**WHAT TO WORK ON:** Pick out and copy every line below that has the word "checked".

**STORED DATA:**
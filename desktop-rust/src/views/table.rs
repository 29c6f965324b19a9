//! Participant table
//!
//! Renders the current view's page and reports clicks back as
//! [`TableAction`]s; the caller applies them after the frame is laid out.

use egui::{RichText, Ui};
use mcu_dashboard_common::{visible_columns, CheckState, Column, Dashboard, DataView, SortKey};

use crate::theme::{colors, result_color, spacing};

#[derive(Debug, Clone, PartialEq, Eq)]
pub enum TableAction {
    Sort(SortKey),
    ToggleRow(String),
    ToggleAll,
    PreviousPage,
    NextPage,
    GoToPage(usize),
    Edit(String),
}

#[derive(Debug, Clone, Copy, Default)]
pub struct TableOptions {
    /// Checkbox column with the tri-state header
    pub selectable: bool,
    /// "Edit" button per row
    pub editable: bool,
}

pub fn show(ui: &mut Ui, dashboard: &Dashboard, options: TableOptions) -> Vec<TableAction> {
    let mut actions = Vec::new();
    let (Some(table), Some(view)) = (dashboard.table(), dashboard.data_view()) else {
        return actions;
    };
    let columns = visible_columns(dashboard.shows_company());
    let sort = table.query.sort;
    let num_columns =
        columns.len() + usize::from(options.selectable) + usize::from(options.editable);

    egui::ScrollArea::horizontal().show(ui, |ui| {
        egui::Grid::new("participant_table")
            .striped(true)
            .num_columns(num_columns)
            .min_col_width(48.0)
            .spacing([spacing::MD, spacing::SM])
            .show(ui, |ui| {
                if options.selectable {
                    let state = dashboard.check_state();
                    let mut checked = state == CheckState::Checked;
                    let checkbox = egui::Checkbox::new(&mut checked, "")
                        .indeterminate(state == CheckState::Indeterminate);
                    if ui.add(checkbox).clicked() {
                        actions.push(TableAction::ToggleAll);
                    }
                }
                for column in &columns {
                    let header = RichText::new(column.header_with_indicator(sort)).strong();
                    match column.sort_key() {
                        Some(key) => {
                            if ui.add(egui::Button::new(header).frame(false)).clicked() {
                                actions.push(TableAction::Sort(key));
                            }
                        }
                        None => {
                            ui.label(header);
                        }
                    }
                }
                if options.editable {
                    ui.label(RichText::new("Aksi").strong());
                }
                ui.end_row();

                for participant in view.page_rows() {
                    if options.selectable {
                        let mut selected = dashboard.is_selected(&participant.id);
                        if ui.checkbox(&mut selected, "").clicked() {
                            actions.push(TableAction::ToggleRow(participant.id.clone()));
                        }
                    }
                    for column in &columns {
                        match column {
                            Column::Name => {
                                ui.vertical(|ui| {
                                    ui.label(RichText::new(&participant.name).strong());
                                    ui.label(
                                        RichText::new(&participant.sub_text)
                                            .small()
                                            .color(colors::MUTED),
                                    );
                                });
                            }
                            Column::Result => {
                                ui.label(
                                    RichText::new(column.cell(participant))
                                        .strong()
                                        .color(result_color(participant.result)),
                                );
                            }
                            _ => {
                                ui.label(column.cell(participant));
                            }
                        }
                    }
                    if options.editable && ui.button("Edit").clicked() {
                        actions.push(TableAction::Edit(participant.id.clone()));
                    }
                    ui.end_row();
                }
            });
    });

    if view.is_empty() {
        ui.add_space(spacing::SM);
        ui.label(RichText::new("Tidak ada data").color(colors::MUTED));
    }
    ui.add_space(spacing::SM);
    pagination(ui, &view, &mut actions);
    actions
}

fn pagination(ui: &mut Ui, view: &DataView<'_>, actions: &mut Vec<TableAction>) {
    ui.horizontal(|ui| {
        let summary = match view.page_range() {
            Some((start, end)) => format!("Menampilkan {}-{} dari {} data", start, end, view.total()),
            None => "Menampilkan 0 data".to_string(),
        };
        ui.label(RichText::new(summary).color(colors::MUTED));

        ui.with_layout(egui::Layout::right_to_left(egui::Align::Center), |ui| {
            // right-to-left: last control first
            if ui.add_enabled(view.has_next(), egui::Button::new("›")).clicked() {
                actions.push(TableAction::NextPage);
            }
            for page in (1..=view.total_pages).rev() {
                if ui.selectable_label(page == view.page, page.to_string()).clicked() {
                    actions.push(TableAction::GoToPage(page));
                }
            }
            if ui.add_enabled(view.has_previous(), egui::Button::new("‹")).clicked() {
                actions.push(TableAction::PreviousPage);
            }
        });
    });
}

**TASK SOLUTION:**
                    let mut checked = state == CheckState::Checked;
                    let checkbox = egui::Checkbox::new(&mut checked, "")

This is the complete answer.